No entanto, ao executar o PEST após a conversão:
Screenshot showing Pest\Exceptions\TestCaseClarrOrTrailNotFound.
Hmm. Então, não foi exatamente um mar de rosas. Vale ressaltar que eu não tinha a menor ideia do que esperar, por alguns motivos:
O SDK PHP da Vonage é independente de framework
Isso depende do Profetizar Prophesize
São utilizadas várias características (traits) do PHP, o que torna o conjunto de testes um pouco mais complexo
Em vez de utilizar a composição tradicional, o PEST segue um padrão diferente de configuração. O PEST possui um pest.php arquivo de configuração que permite especificar funções auxiliares, traits e métodos comuns, como RefreshDatabase. Você também pode especificar em quais pastas deseja que as classes sejam aplicadas, desta forma:
uses(\VonageTest\HTTPTestTrait::class)->in('Secrets');
O motivo pelo qual o conversor PEST não consegue resolver esses casos é a existência de vários casos extremos.
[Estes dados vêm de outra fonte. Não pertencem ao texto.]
//! Second-order section state
//!
//! A [`FilterArena`] holds one cascade per channel in a single flat
//! allocation indexed by `(channel, section)`. All channels share the same
//! coefficients, and each section keeps its own transposed direct form II
//! delay line.

use super::design::{SectionCoefficients, design_low_cut};
use crate::error::AudioResult;

/// Values with a magnitude below this are replaced by exact zero
pub const SNAP_THRESHOLD: f32 = 1.0e-8;

#[inline]
fn snap(value: f32) -> f32 {
    if value.abs() < SNAP_THRESHOLD { 0.0 } else { value }
}

/// Delay line of one transposed direct form II section
#[derive(Debug, Clone, Copy, Default, PartialEq)]
pub struct SectionState {
    s1: f32,
    s2: f32,
}

impl SectionState {
    /// Run one sample through the section
    ///
    /// The output and both delay elements are snapped to zero below
    /// [`SNAP_THRESHOLD`], so silence decays to exact zero instead of
    /// lingering as denormals.
    #[inline]
    pub fn process(&mut self, c: &SectionCoefficients, input: f32) -> f32 {
        let output = snap(c.b0 * input + self.s1);
        self.s1 = snap(c.b1 * input - c.a1 * output + self.s2);
        self.s2 = snap(c.b2 * input - c.a2 * output);
        output
    }

    /// True when both delay elements hold zero
    pub fn is_silent(&self) -> bool {
        self.s1 == 0.0 && self.s2 == 0.0
    }
}

/// Cascaded sections for every channel
#[derive(Debug, Clone)]
pub struct FilterArena {
    channels: usize,
    coefficients: Vec<SectionCoefficients>,
    state: Vec<SectionState>,
}

impl FilterArena {
    /// Create an arena with cleared state
    pub fn new(channels: usize, coefficients: Vec<SectionCoefficients>) -> Self {
        let state = vec![SectionState::default(); channels * coefficients.len()];
        Self {
            channels,
            coefficients,
            state,
        }
    }

    /// Single-section high-pass per channel, used to block DC
    pub fn low_cut(sample_rate: f64, channels: usize, cutoff: f64) -> AudioResult<Self> {
        Ok(Self::new(channels, vec![design_low_cut(sample_rate, cutoff)?]))
    }

    /// Number of channels
    pub fn channels(&self) -> usize {
        self.channels
    }

    /// Number of sections per channel
    pub fn sections(&self) -> usize {
        self.coefficients.len()
    }

    /// Coefficients shared by every channel
    pub fn coefficients(&self) -> &[SectionCoefficients] {
        &self.coefficients
    }

    /// Install a new design and clear every delay line
    ///
    /// The state is only reallocated when the section count changes.
    pub fn redesign(&mut self, coefficients: Vec<SectionCoefficients>) {
        if coefficients.len() != self.coefficients.len() {
            self.state = vec![SectionState::default(); self.channels * coefficients.len()];
        }
        self.coefficients = coefficients;
        self.reset();
    }

    /// Clear every delay line
    pub fn reset(&mut self) {
        self.state.fill(SectionState::default());
    }

    /// Run one sample of one channel through the whole cascade
    #[inline]
    pub fn process(&mut self, channel: usize, input: f32) -> f32 {
        let sections = self.coefficients.len();
        let start = channel * sections;
        self.state[start..start + sections]
            .iter_mut()
            .zip(&self.coefficients)
            .fold(input, |sample, (state, c)| state.process(c, sample))
    }

    /// Run a whole channel slice through the cascade in place
    pub fn process_slice(&mut self, channel: usize, samples: &mut [f32]) {
        for sample in samples {
            *sample = self.process(channel, *sample);
        }
    }

    /// Delay line of one section, for inspection
    pub fn section_state(&self, channel: usize, section: usize) -> SectionState {
        self.state[channel * self.coefficients.len() + section]
    }
}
Um ponto destacado por Jason McCreary , do Laravel Shift, em nossas conversas de suporte, é que alguns testes definem um contêiner de aplicativo como $this->app, o que entra em conflito com a infraestrutura de aplicativos do Laravel (já que ele não sabe se você tem um aplicativo Laravel ou não).
Conclusões
OK, então, embora o PEST Converter tenha tido dificuldade em automatizar a transferência dos testes, isso me leva a duas conclusões:
A Laravel Shift, criadora do Pest Converter, já está analisando os casos extremos da nossa biblioteca que eu utilizei e trabalhando em como lidar com eles, mas, mais importante ainda,
Não execute o conversor se seu conjunto de testes for complexo ou excessivamente elaborado — resolva isso primeiro
Como em qualquer coisa, há riscos em realizar uma refatoração de grande porte por meio da automação. No nosso caso, o risco era estarmos lidando com uma biblioteca PHP “pura”, sem framework. No entanto, o Shift funciona atualizando por meio de um branch de destino e, em seguida, criando o branch “Shift” a partir dele para minimizar o risco. Se não funcionar, não faça a fusão! Você também tem a opção de usar o serviço Human Shift , o que inevitavelmente resultará em um conjunto de bibliotecas totalmente convertido.
O que eu aconselho é que, se você tiver um aplicativo em Symfony ou Laravel, esse conversor foi projetado especificamente para esses casos, então a migração será bastante tranquila.
Você deve adotar o PEST? Como sempre, a decisão é sua. Se você quiser se manter na vanguarda das novidades do PHP, essa é certamente uma opção atraente. No entanto, lembre-se de que a forma como o PEST estrutura sua sintaxe está naturalmente alinhada com a abordagem do Laravel em relação aos fluxos de API; portanto, isso pode confundir seus desenvolvedores caso você utilize outras plataformas populares, como Symfony, CakePHP ou Drupal.